Des solutions pratiques

 

Pour remédier à ce gaspillage et aux nuisances que cette fast fashion induit sur l’environnement, il existe des solutions pratiques. La première consiste à concevoir, réparer ou reconditionner ses anciens vêtements. On peut aussi se poser la question de savoir s’il est vraiment utile et nécessaire de disposer d’autant de vêtements dans ses armoires. On peut également se fournir en vêtements auprès des magasins de seconde main. Cette manière de s’approvisionner encourage le recyclage et permet de donner une seconde ou troisième vie aux vêtements. Cette pratique devient d’ailleurs de plus en plus courante auprès des jeunes parents qui font le choix d’habiller leurs enfants dans ce type de magasins.

 

Dans ses choix vestimentaires, on peut également privilégier des marques qui ont un processus de production plus durable. « Saviez-vous que l’on peut produire du cuir à partir de champignons ou d’ananas ? », remarque Katherine Davidson.

 

Investir autrement

 

L’investissement a aussi un rôle à jouer dans ce domaine. Il est possible d’investir de façon plus responsable dans des entreprises qui ont un processus de production plus respectueux de l’environnement. On assiste ainsi à la mise en place de politique de recyclage et de diminution de la pollution dans des entreprises de ce secteur. Des industries de production textile sont également plus soucieuses que d’autres dans leur politique de gestion du personnel.

 

Mais l’analyse a ses limites. « En ce qui concerne le facteur « jetabilité », nous reconnaissons que nous ne saurons jamais exactement combien de fois les consommateurs utilisent différents produits. Il s’agit d’un domaine dans lequel des organisations non gouvernementales (ONG), telles que la Fondation Ellen MacArthur, développent des mesures et des preuves, mais il s’agit d’un domaine d’investigation naissant », avouent Charles Somers et Rodrigo Kohn.

 

Prix et qualité

 

On peut penser qu’un article dont le prix est plus élevé sera de meilleure qualité et sera porté plus souvent.
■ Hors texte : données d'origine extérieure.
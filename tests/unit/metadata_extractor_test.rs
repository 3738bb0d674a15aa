//! Unit tests for the metadata extractor's fallback chains.

use linkboard::services::metadata_extractor::extract;
use url::Url;

fn source() -> Url {
    Url::parse("https://example.com/article").unwrap()
}

#[test]
fn test_og_tags_win_every_chain() {
    let html = r#"<html><head>
        <meta property="og:title" content="OG Title">
        <meta property="og:description" content="OG description.">
        <meta property="og:image" content="https://cdn.example.com/og.png">
        <meta name="description" content="Plain description.">
        <title>Document Title</title>
        </head><body><h1>Heading</h1><p>First paragraph.</p></body></html>"#;

    let meta = extract(html, &source()).unwrap();
    assert_eq!(meta.title.as_deref(), Some("OG Title"));
    assert_eq!(meta.short_description.as_deref(), Some("OG description."));
    assert_eq!(meta.long_description.as_deref(), Some("OG description."));
    assert_eq!(
        meta.image.as_deref(),
        Some("https://cdn.example.com/og.png")
    );
}

#[test]
fn test_title_only_markup_yields_visit_fallback_description() {
    let html = "<html><head><title>Just a Title</title></head><body></body></html>";

    let meta = extract(html, &source()).unwrap();
    assert_eq!(meta.title.as_deref(), Some("Just a Title"));
    assert_eq!(meta.short_description.as_deref(), Some("Visit example.com"));
    assert_eq!(
        meta.long_description.as_deref(),
        Some("Explore more at example.com")
    );
    assert_eq!(meta.image, None);
}

#[test]
fn test_title_falls_back_to_h1_then_hostname() {
    let h1_only = "<html><body><h1>Heading Title</h1></body></html>";
    let meta = extract(h1_only, &source()).unwrap();
    assert_eq!(meta.title.as_deref(), Some("Heading Title"));

    let bare = "<html><body><p></p></body></html>";
    let meta = extract(bare, &source()).unwrap();
    assert_eq!(meta.title.as_deref(), Some("example.com"));
}

#[test]
fn test_descriptions_fall_back_to_paragraphs() {
    let html = r#"<html><body>
        <p>First paragraph of the page.</p>
        <p>Second paragraph of the page.</p>
        <p>Third paragraph never used.</p>
        </body></html>"#;

    let meta = extract(html, &source()).unwrap();
    assert_eq!(
        meta.short_description.as_deref(),
        Some("First paragraph of the page.")
    );
    assert_eq!(
        meta.long_description.as_deref(),
        Some("First paragraph of the page. Second paragraph of the page.")
    );
}

#[test]
fn test_short_description_truncates_long_paragraph_to_100_chars() {
    let paragraph = "x".repeat(300);
    let html = format!("<html><body><p>{}</p></body></html>", paragraph);

    let meta = extract(&html, &source()).unwrap();
    assert_eq!(meta.short_description.unwrap().chars().count(), 100);
}

#[test]
fn test_paragraphs_of_500_chars_or_more_are_skipped() {
    let wall_of_text = "y".repeat(500);
    let html = format!(
        "<html><body><p>{}</p><p>Short one.</p></body></html>",
        wall_of_text
    );

    let meta = extract(&html, &source()).unwrap();
    assert_eq!(meta.short_description.as_deref(), Some("Short one."));
}

#[test]
fn test_meta_name_description_used_when_no_og() {
    let html = r#"<html><head>
        <meta name="description" content="Plain meta description.">
        </head><body><p>Paragraph.</p></body></html>"#;

    let meta = extract(html, &source()).unwrap();
    assert_eq!(
        meta.short_description.as_deref(),
        Some("Plain meta description.")
    );
    assert_eq!(
        meta.long_description.as_deref(),
        Some("Plain meta description.")
    );
}

#[test]
fn test_image_falls_back_to_touch_icon_then_icon() {
    let touch = r#"<html><head>
        <link rel="apple-touch-icon" href="/touch.png">
        <link rel="icon" href="/favicon.ico">
        </head></html>"#;
    let meta = extract(touch, &source()).unwrap();
    assert_eq!(
        meta.image.as_deref(),
        Some("https://example.com/touch.png")
    );

    let icon_only = r#"<html><head><link rel="icon" href="/favicon.ico"></head></html>"#;
    let meta = extract(icon_only, &source()).unwrap();
    assert_eq!(
        meta.image.as_deref(),
        Some("https://example.com/favicon.ico")
    );
}

#[test]
fn test_extracted_text_is_sanitized() {
    let html = "<html><head><title>  Broken\r\nTitle \n</title></head></html>";

    let meta = extract(html, &source()).unwrap();
    assert_eq!(meta.title.as_deref(), Some("Broken Title"));
}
On peut alors prendre en compte, dans le choix des entreprises en portefeuille, le prix moyen de la gamme de chaque marque. « Parmi les entreprises que nous avons évaluées, Adidas est le leader et Primark/ABF arrive en dernière position. Il est intéressant de noter que nous avons remarqué un changement dans le score de Primark lorsque nous avons ajusté les résultats en fonction du caractère jetable. Les mesures d’amélioration mises en œuvre par Primark se traduisent par un score social fort selon notre modèle. Cela permet de compenser quelque peu les mauvaises performances environnementales de l’entreprise, qui se classe en queue de peloton », constatent ces experts.

 

En revanche, une entreprise comme Adidas s’engage à produire des vêtements de haute qualité et de longue durée. Elle a l’ambition de développer de nouveaux produits en utilisant des matériaux innovants comme le cuir de champignon.

 

Chacun son rôle

 

Dans le domaine de la mode, chaque acteur a donc un rôle à jouer. Les industries du textile ont la responsabilité d’influencer les clients et de susciter un changement d’état d’esprit. Elles doivent veiller à limiter les émissions néfastes dans la fabrication des textiles. Elles peuvent aussi s’approvisionner en matériaux de manière durable. Ces entreprises ont également une responsabilité dans la réduction des dommages, des désirs et des besoins de la mode tout au long de la chaîne d’approvisionnement.

 

Les investisseurs peuvent, quant à eux, promouvoir dans leurs placements des entreprises plus durables. Mais ce sont aussi les consommateurs qui ont un rôle à jouer en changeant et en adaptant leurs comportements face à cette industrie aux multiples facettes.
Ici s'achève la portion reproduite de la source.